I stiffen. “Excuse me?” I expected him to give me a grocery list of excuses, or a thousand and one different ways about how sorry he is or how he thinks he’ll make it up to me. Not this.

His throat bobs. “I didn’t want to leave you in the motel because I thought you’d run.”

I stare at his profile for a long moment. The only sound coming from the harsh rise and fall of our breaths. “So, you would rather put me in danger and risk losing me for good?” I can’t be bothered screaming anymore.

He turns to me, and his expression is a twisted mix of guilt and anguish. It’s wrong, but I want to kiss it away and make it so that only one of us has to feel the hurt. But I’m not going to be that for him right now.

“I didn’t think they were a real threat.” He twists his hands, rubbing his fingers and shaking his leg. “The worst thing they did in prison was try to trip me up.”

I drop my head against the backrest and sigh. I believe that he truly thought they would be harmless. But how can I be with someone who attracts danger but can’t see it when it looks at him right in the face. “Well, you thought wrong, Roman.”

“Stop calling me that.”

“How many times do you have to hurt me before you lose the right to another name? You disappeared on me for three years, and so much has gone wrong since you’ve come back.”

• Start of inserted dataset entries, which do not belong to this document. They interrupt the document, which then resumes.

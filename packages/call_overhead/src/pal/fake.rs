//! Fake platform implementation for testing.

use std::sync::{Arc, Mutex};
use std::time::Duration;

use crate::pal::abstractions::Platform;

/// Something that happened on a [`FakePlatform`], in the order it happened.
#[derive(Clone, Copy, Debug, Eq, PartialEq)]
pub(crate) enum FakeEvent {
    ThreadTimeRead,
    ProcessTimeRead,
    WallTimeRead,
    Slept(Duration),
}

/// Internal state for the fake platform that can be shared between clones.
#[derive(Debug)]
struct FakePlatformState {
    thread_time: Duration,
    process_time: Duration,
    wall_time: Duration,

    /// Added to a clock every time that clock is read.
    tick: Duration,

    events: Vec<FakeEvent>,
}

/// Fake implementation of the platform abstraction for testing.
///
/// Clocks only move when a test tells them to, either by setting them directly or by
/// configuring a tick that is added on every read. Sleeping returns immediately and advances
/// the wall clock instead. Everything is recorded in an event log, so tests can check where
/// sleeps happen relative to clock reads.
///
/// Multiple clones of the same `FakePlatform` share the same underlying state.
#[derive(Clone, Debug)]
pub(crate) struct FakePlatform {
    state: Arc<Mutex<FakePlatformState>>,
}

impl FakePlatform {
    /// Creates a new fake platform with zero time values and no tick.
    pub(crate) fn new() -> Self {
        Self {
            state: Arc::new(Mutex::new(FakePlatformState {
                thread_time: Duration::ZERO,
                process_time: Duration::ZERO,
                wall_time: Duration::ZERO,
                tick: Duration::ZERO,
                events: Vec::new(),
            })),
        }
    }

    /// Creates a new fake platform whose clocks advance by `tick` on every read.
    pub(crate) fn with_tick(tick: Duration) -> Self {
        let platform = Self::new();
        platform.set_tick(tick);
        platform
    }

    pub(crate) fn set_tick(&self, tick: Duration) {
        self.with_state(|state| state.tick = tick);
    }

    pub(crate) fn set_thread_time(&self, time: Duration) {
        self.with_state(|state| state.thread_time = time);
    }

    pub(crate) fn set_process_time(&self, time: Duration) {
        self.with_state(|state| state.process_time = time);
    }

    /// Returns a copy of every event recorded so far.
    pub(crate) fn events(&self) -> Vec<FakeEvent> {
        self.with_state(|state| state.events.clone())
    }

    /// Returns the durations of all sleeps recorded so far, in order.
    pub(crate) fn sleeps(&self) -> Vec<Duration> {
        self.events()
            .into_iter()
            .filter_map(|event| match event {
                FakeEvent::Slept(duration) => Some(duration),
                _ => None,
            })
            .collect()
    }

    fn with_state<R>(&self, f: impl FnOnce(&mut FakePlatformState) -> R) -> R {
        let mut state = self
            .state
            .lock()
            .expect("FakePlatform state lock should not be poisoned");
        f(&mut state)
    }
}

/// Reads a clock, then advances it by one tick.
fn read_and_tick(clock: &mut Duration, tick: Duration) -> Duration {
    let value = *clock;
    *clock = clock.saturating_add(tick);
    value
}

impl Platform for FakePlatform {
    fn thread_time(&self) -> Duration {
        self.with_state(|state| {
            state.events.push(FakeEvent::ThreadTimeRead);
            read_and_tick(&mut state.thread_time, state.tick)
        })
    }

    fn process_time(&self) -> Duration {
        self.with_state(|state| {
            state.events.push(FakeEvent::ProcessTimeRead);
            read_and_tick(&mut state.process_time, state.tick)
        })
    }

    fn wall_time(&self) -> Duration {
        self.with_state(|state| {
            state.events.push(FakeEvent::WallTimeRead);
            read_and_tick(&mut state.wall_time, state.tick)
        })
    }

    fn sleep(&self, duration: Duration) {
        self.with_state(|state| {
            state.events.push(FakeEvent::Slept(duration));
            state.wall_time = state.wall_time.saturating_add(duration);
        });
    }
}

#[cfg(test)]
#[cfg_attr(coverage_nightly, coverage(off))]
mod tests {
    use super::*;

    #[test]
    fn initializes_with_zero_time() {
        let platform = FakePlatform::new();

        assert_eq!(platform.thread_time(), Duration::ZERO);
        assert_eq!(platform.process_time(), Duration::ZERO);
        assert_eq!(platform.wall_time(), Duration::ZERO);
    }

    #[test]
    fn sets_thread_and_process_time() {
        let platform = FakePlatform::new();
        platform.set_thread_time(Duration::from_millis(150));
        platform.set_process_time(Duration::from_millis(250));

        assert_eq!(platform.thread_time(), Duration::from_millis(150));
        assert_eq!(platform.process_time(), Duration::from_millis(250));
    }

    #[test]
    fn tick_advances_each_clock_independently() {
        let platform = FakePlatform::with_tick(Duration::from_millis(10));

        assert_eq!(platform.thread_time(), Duration::ZERO);
        assert_eq!(platform.thread_time(), Duration::from_millis(10));
        assert_eq!(platform.process_time(), Duration::ZERO);
        assert_eq!(platform.thread_time(), Duration::from_millis(20));
    }

    #[test]
    fn sleep_advances_wall_time_only() {
        let platform = FakePlatform::new();
        platform.sleep(Duration::from_secs(5));

        assert_eq!(platform.wall_time(), Duration::from_secs(5));
        assert_eq!(platform.thread_time(), Duration::ZERO);
        assert_eq!(platform.sleeps(), vec![Duration::from_secs(5)]);
    }

    #[test]
    fn records_events_in_order() {
        let platform = FakePlatform::new();

        _ = platform.thread_time();
        platform.sleep(Duration::from_secs(1));
        _ = platform.wall_time();

        assert_eq!(
            platform.events(),
            vec![
                FakeEvent::ThreadTimeRead,
                FakeEvent::Slept(Duration::from_secs(1)),
                FakeEvent::WallTimeRead,
            ]
        );
    }

    #[test]
    fn shared_state_between_clones() {
        let platform1 = FakePlatform::new();
        let platform2 = platform1.clone();

        platform1.set_thread_time(Duration::from_millis(100));
        assert_eq!(platform2.thread_time(), Duration::from_millis(100));

        platform2.sleep(Duration::from_millis(1));
        assert_eq!(platform1.sleeps(), vec![Duration::from_millis(1)]);
    }
}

He swallows. “No more matches, Bella. No more fights.” It’s not just a promise; he’s pleading with me. “I’ll say and do anything you want.”

I huff, because it sounds ridiculous to my own ears when I say, “I couldn’t care less about the fighting. As unhealthy as it is, it’s your release. What I care about is how I’m the one facing the consequences of your actions.”

“I didn’t mean to hurt you, Bella.”

I inhale sharply, staring straight ahead at the door to our room. “I know you didn’t want to cause me pain. But that doesn’t mean you wanted to help me. Or keep me sane.”

“Of course, I wanted to help you!” Roman taps his finger on the steering wheel. I can hear the cogs turning in his head. “You have to understand, unless I take him out, Vargas will keep coming. Look at what he did to you. That asshole can’t live, knowing that he made you bleed. He needs to die, Bella. They all do.”

I give up.

“Do whatever you want, Roman. You always do.”

He’s like a dog with a bone. If he smells his chance for vengeance, he’ll chase it down whatever road it leads. Even if it ends up killing him.

And me.

If I have learned how to care for myself, Roman can learn how to save himself.

From my periphery, I see him turn his entire body toward me. “No. No, don’t say that. That’s not fair. Everything I’ve done was for you. Everything I do is for you. You are the only one I think about. Am I impulsive? Yes. But I’m trying. I’m working on it. I swear. I’m doing this for us.”

“That’s not enough.” My stomach churns as my tongue rolls around each syllable. Roman Riviera was my everything once, and I never thought I’d want more. “And if you were really working on it, you wouldn’t entertain the idea of going after Vargas.”

“The fucker—”

I cut him off. “Unlock the door, Roman. This conversation is over.”

“We aren’t done.” His piercing stare heats the side of my face.

“It’s over.” I don’t deserve his kindness, and I don’t deserve this torment. I try the lock myself, and it opens. “Do whatever you want; I won’t try to stop you. Just remember that I gave you an out, and you chose not to take it.”